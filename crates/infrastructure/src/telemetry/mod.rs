//! Logging initialization
//!
//! Installs a `tracing` subscriber with an `EnvFilter` and a `fmt` layer in
//! text or JSON form. `RUST_LOG` wins over the configured filter.

use tracing_subscriber::{
    EnvFilter, fmt, layer::SubscriberExt, util::SubscriberInitExt, util::TryInitError,
};

use crate::config::{LogFormat, ServerConfig};

/// Filter from `RUST_LOG`, else `fallback`, else plain `info`
pub fn env_filter(fallback: &str) -> EnvFilter {
    EnvFilter::try_from_default_env()
        .or_else(|_| EnvFilter::try_new(fallback))
        .unwrap_or_else(|_| EnvFilter::new("info"))
}

/// Install the global subscriber
///
/// # Errors
///
/// Fails if a global subscriber is already set.
pub fn init_logging(format: LogFormat, filter: &str) -> Result<(), TryInitError> {
    let registry = tracing_subscriber::registry().with(env_filter(filter));
    match format {
        LogFormat::Text => registry.with(fmt::layer()).try_init(),
        LogFormat::Json => registry
            .with(fmt::layer().json().with_current_span(true))
            .try_init(),
    }
}

/// Install the global subscriber described by the server configuration
pub fn init_from_config(server: &ServerConfig) -> Result<(), TryInitError> {
    init_logging(server.log_format, &server.log_filter)
}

- What to produce -
Check each line of the records for the word "registry" and extract those that contain it.

- Response to the exercise -
    let registry = tracing_subscriber::registry().with(env_filter(filter));
        LogFormat::Text => registry.with(fmt::layer()).try_init(),
        LogFormat::Json => registry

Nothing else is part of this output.